Following some bad times with the crimper and the loss of her record company, Lulu has found popularity again by singing with the boy band Take That, and now she is the beautifully nipped and tucked grande dame to a whole new generation of self-seekers, kids who, all over again, are in love with the idea that someone from nowhere can take everywhere by storm. Her new manager is the teen-wrangler Louis Walsh, who can be regularly seen making and breaking young hopefuls on Saturday-night television. Out of her troubles – and the overcoming of her troubles – Lulu has become poster-girl for a new generation of the enduringly ambitious. Her latest album went straight into the UK pop charts at number four.
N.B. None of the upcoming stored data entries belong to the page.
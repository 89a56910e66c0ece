// Copyright 2026 Phillip Cloud
// Licensed under the Apache License, Version 2.0

use crate::config::Config;
use anyhow::{Context, Result, anyhow};
use std::fs::{self, OpenOptions};
use std::path::{Path, PathBuf};
use std::sync::Mutex;
use tracing_subscriber::EnvFilter;

pub const LOG_ENV: &str = "CONSULTAS_LOG";

#[derive(Debug, Clone, PartialEq, Eq)]
pub enum LogTarget {
    Stderr,
    File(PathBuf),
    Disabled,
}

impl LogTarget {
    /// The terminal belongs to the UI in interactive mode, so events go to
    /// a file there and to stderr for one-shot commands.
    pub fn for_mode(config: &Config, interactive: bool) -> Self {
        if !interactive {
            return Self::Stderr;
        }
        config.log_path().map_or(Self::Disabled, Self::File)
    }
}

pub fn build_filter(config: &Config) -> Result<EnvFilter> {
    if let Ok(filter) = EnvFilter::try_from_env(LOG_ENV) {
        return Ok(filter);
    }
    EnvFilter::try_new(config.log_level()).with_context(|| {
        format!(
            "invalid log level {:?} -- use a level like info or debug, or a {LOG_ENV} directive",
            config.log_level()
        )
    })
}

pub fn init(config: &Config, target: &LogTarget) -> Result<()> {
    let filter = build_filter(config)?;
    let builder = tracing_subscriber::fmt().with_env_filter(filter);

    match target {
        LogTarget::Disabled => Ok(()),
        LogTarget::Stderr => builder
            .with_writer(std::io::stderr)
            .try_init()
            .map_err(|error| anyhow!("install stderr logger: {error}")),
        LogTarget::File(path) => {
            let file = open_log_file(path)?;
            builder
                .with_ansi(false)
                .with_writer(Mutex::new(file))
                .try_init()
                .map_err(|error| anyhow!("install file logger: {error}"))
        }
    }
}

fn open_log_file(path: &Path) -> Result<fs::File> {
    if let Some(parent) = path.parent()
        && !parent.as_os_str().is_empty()
    {
        fs::create_dir_all(parent)
            .with_context(|| format!("create log directory {}", parent.display()))?;
    }
    OpenOptions::new()
        .create(true)
        .append(true)
        .open(path)
        .with_context(|| {
            format!(
                "open log file {} -- set [log].file to a writable path",
                path.display()
            )
        })
}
Self-hagiography – and its popularity – probably has more to do with needs than choices, but what happens when those needs are shared by the people who know you best? In literature this sort of thing has a heartbreaking history, if one thinks of, say, Jane Welsh Carlyle, or Mrs Tennyson, or Vera Nabokov; but what if Pamela Stephenson, the clinical psychologist married to Billy Connolly, is the modern version? Here is a woman who never fails, in her ultra-bestselling biography Billy, to take advantage of her domestic arrangements, so that every semi-recumbent position poor Connolly might assume becomes an opportunity for the wife to conjure with the old psychic woes. Dedication: ‘To the Connolly and McLean families, in the spirit of healing through understanding; and to all families who are divided by religious differences, or who struggle with abuse, poverty or addiction.’